Caroline Winterer

Anthony P. Meier Family Professor in the Humanities and Director of the Stanford Humanities Center

The Remarkable Genius of Benjamin Franklin

 

Caroline Winterer specializes in American history of the pre-1900 period, especially the history of ideas, political theory, the history of science, and art history.

Her most recent book is American Enlightenments: Pursuing Happiness in the Age of Reason (New Haven: Yale University Press, 2016).

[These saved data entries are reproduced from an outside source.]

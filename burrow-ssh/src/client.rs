//! [`SshClient`]: a live SSH session implementing [`TransportClient`].
//!
//! Thin wrapper around a [`russh::client::Handle`]. Reconnection lives above
//! this layer in the agent's session manager.

use async_trait::async_trait;
use russh::client::{self, Handle};
use russh::Disconnect;
use tokio::sync::watch;
use uuid::Uuid;

use burrow_domain::{
    // ---
    Result,
    Target,
    TransportClient,
    TunnelError,
    TunnelStream,
    TunnelStreamPtr,
};

use crate::error::SshError;
use crate::stream::SshStream;

/// Bind address named in the keepalive request. No such forward ever exists.
const KEEPALIVE_ADDRESS: &str = "keepalive.burrow.invalid";

// ---------------------------------------------------------------------------
// SessionHandler
// ---------------------------------------------------------------------------

/// russh client callbacks. Owned by the session's background task, so its
/// drop marks the end of the connection.
pub(crate) struct SessionHandler {
    // ---
    closed_tx: watch::Sender<bool>,
}

// ---

impl SessionHandler {
    // ---
    pub(crate) fn new() -> (Self, watch::Receiver<bool>) {
        // ---
        let (closed_tx, closed_rx) = watch::channel(false);
        (Self { closed_tx }, closed_rx)
    }
}

// ---

impl Drop for SessionHandler {
    fn drop(&mut self) {
        self.closed_tx.send_replace(true);
    }
}

// ---

#[async_trait]
impl client::Handler for SessionHandler {
    // ---
    type Error = russh::Error;

    /// Host keys are accepted without pinning; the proxy authenticates the
    /// user, not the server.
    async fn check_server_key(
        &mut self,
        _server_public_key: &russh_keys::key::PublicKey,
    ) -> std::result::Result<bool, Self::Error> {
        Ok(true)
    }
}

// ---------------------------------------------------------------------------
// SshClient
// ---------------------------------------------------------------------------

/// One authenticated SSH session to the remote host.
pub struct SshClient {
    // ---
    id: Uuid,
    remote: Target,
    handle: Handle<SessionHandler>,
    closed_rx: watch::Receiver<bool>,
}

// ---

impl SshClient {
    // ---
    pub(crate) fn new(
        remote: Target,
        handle: Handle<SessionHandler>,
        closed_rx: watch::Receiver<bool>,
    ) -> Self {
        // ---
        Self {
            id: Uuid::new_v4(),
            remote,
            handle,
            closed_rx,
        }
    }

    // ---

    pub fn id(&self) -> Uuid {
        self.id
    }
}

// ---

#[async_trait]
impl TransportClient for SshClient {
    // ---
    async fn open_stream(&self, target: &Target) -> Result<TunnelStreamPtr> {
        // ---
        if self.is_closed() {
            return Err(TunnelError::SessionClosed);
        }

        let channel = self
            .handle
            .channel_open_direct_tcpip(target.host.clone(), u32::from(target.port), "127.0.0.1", 0)
            .await
            .map_err(SshError::from)?;

        let stream = SshStream::new(channel.into_stream());
        tracing::trace!(session = %self.id, %target, stream = %stream.stream_id(), "channel open");
        Ok(Box::new(stream))
    }

    // ---

    async fn keepalive(&self) -> Result<()> {
        // ---
        if self.is_closed() {
            return Err(TunnelError::SessionClosed);
        }
        // A want-reply global request the server must answer. Cancelling a
        // forward that was never requested is answered with a failure, which
        // still proves the peer is alive.
        let res = self
            .handle
            .cancel_tcpip_forward(KEEPALIVE_ADDRESS, 0)
            .await;
        keepalive_outcome(res)
    }

    // ---

    async fn wait_closed(&self) {
        // ---
        let mut rx = self.closed_rx.clone();
        // Err means the handler is gone, which is also closed.
        let _ = rx.wait_for(|closed| *closed).await;
    }

    // ---

    fn is_closed(&self) -> bool {
        *self.closed_rx.borrow() || self.handle.is_closed()
    }

    // ---

    async fn close(&self) -> Result<()> {
        // ---
        if self.is_closed() {
            return Ok(());
        }
        tracing::debug!(session = %self.id, remote = %self.remote, "disconnecting");
        // A session that died meanwhile reports an error here; either way it
        // is gone.
        let _ = self
            .handle
            .disconnect(Disconnect::ByApplication, "", "English")
            .await;
        Ok(())
    }
}

// ---------------------------------------------------------------------------
// Helpers
// ---------------------------------------------------------------------------

/// Any answer from the server, success or failure, counts as alive.
fn keepalive_outcome(res: std::result::Result<(), russh::Error>) -> Result<()> {
    // ---
    match res {
        Ok(()) | Err(russh::Error::RequestDenied) => Ok(()),
        Err(e) => Err(SshError::from(e).into()),
    }
}

// ---------------------------------------------------------------------------
// Tests
// ---------------------------------------------------------------------------

#[cfg(test)]
mod tests {
    // ---
    use std::sync::Arc;
    use std::time::Duration;

    use async_trait::async_trait;
    use russh::server::{self, Auth};
    use tokio::net::TcpListener;

    use burrow_domain::{Target, TransportClient, TunnelError, TunnelTransport};

    use super::keepalive_outcome;
    use crate::{AuthConfig, SshTransport};

    // ---

    struct AcceptAll;

    #[async_trait]
    impl server::Handler for AcceptAll {
        // ---
        type Error = russh::Error;

        async fn auth_password(&mut self, _user: &str, _password: &str) -> Result<Auth, Self::Error> {
            Ok(Auth::Accept)
        }
    }

    // ---

    /// One-connection sshd on loopback. Returns its port and the server-side
    /// session handle once a client has connected.
    async fn spawn_sshd() -> (u16, tokio::sync::oneshot::Receiver<server::Handle>) {
        // ---
        let config = Arc::new(server::Config {
            keys: vec![russh_keys::key::KeyPair::generate_ed25519().unwrap()],
            auth_rejection_time: Duration::ZERO,
            ..Default::default()
        });
        let listener = TcpListener::bind("127.0.0.1:0").await.unwrap();
        let port = listener.local_addr().unwrap().port();
        let (handle_tx, handle_rx) = tokio::sync::oneshot::channel();

        tokio::spawn(async move {
            let (socket, _) = listener.accept().await.unwrap();
            let running = server::run_stream(config, socket, AcceptAll).await.unwrap();
            let _ = handle_tx.send(running.handle());
            let _ = running.await;
        });
        (port, handle_rx)
    }

    // ---

    #[test]
    fn denied_request_still_counts_as_alive() {
        // ---
        assert!(keepalive_outcome(Ok(())).is_ok());
        assert!(keepalive_outcome(Err(russh::Error::RequestDenied)).is_ok());

        let err = keepalive_outcome(Err(russh::Error::Disconnect)).unwrap_err();
        assert!(matches!(err, TunnelError::SessionClosed));
        assert!(keepalive_outcome(Err(russh::Error::SendError)).is_err());
    }

    // ---

    #[tokio::test]
    async fn keepalive_waits_for_server_and_fails_after_disconnect() {
        // ---
        let (port, handle_rx) = spawn_sshd().await;
        let transport = SshTransport::new(AuthConfig::new("tester").with_password("pw"));
        let client = transport
            .connect(&Target::new("127.0.0.1", port))
            .await
            .unwrap();

        tokio::time::timeout(Duration::from_secs(5), client.keepalive())
            .await
            .expect("server answered the keepalive")
            .unwrap();

        let server_side = handle_rx.await.unwrap();
        let _ = server_side
            .disconnect(russh::Disconnect::ByApplication, "bye".into(), "en".into())
            .await;

        tokio::time::timeout(Duration::from_secs(5), client.wait_closed())
            .await
            .expect("client noticed the disconnect");
        assert!(client.is_closed());
        assert!(client.keepalive().await.is_err());
    }
}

Her two other books are: The Mirror of Antiquity: American Women and the Classical Tradition, 1750-1900 (2007) and The Culture of Classicism: Ancient Greece and Rome in American Intellectual Life, 1780-1910 (2002).

She has published peer-reviewed articles in the American Historical Review, Journal of American History, William and Mary Quarterly, American Quarterly, Journal of the Early Republic, Eighteenth-Century Studies, and Modern Intellectual History.

Winterer has also curated two exhibits of rare books and artifacts: Ancient Rome & America at the National Constitution Center in Philadelphia (2010) and also The American Enlightenment at the Stanford Library (2011).

She has received fellowships from the Mellon Foundation, the National Endowment for the Humanities, the National Humanities Center, the Stanford Humanities Center, and the Spencer Foundation, among others. For mapping the social network of Benjamin Franklin she received an American Ingenuity Award from the Smithsonian Institution in 2013; an article about Winterer’s project appeared in Smithsonian Magazine(Dec. 2013).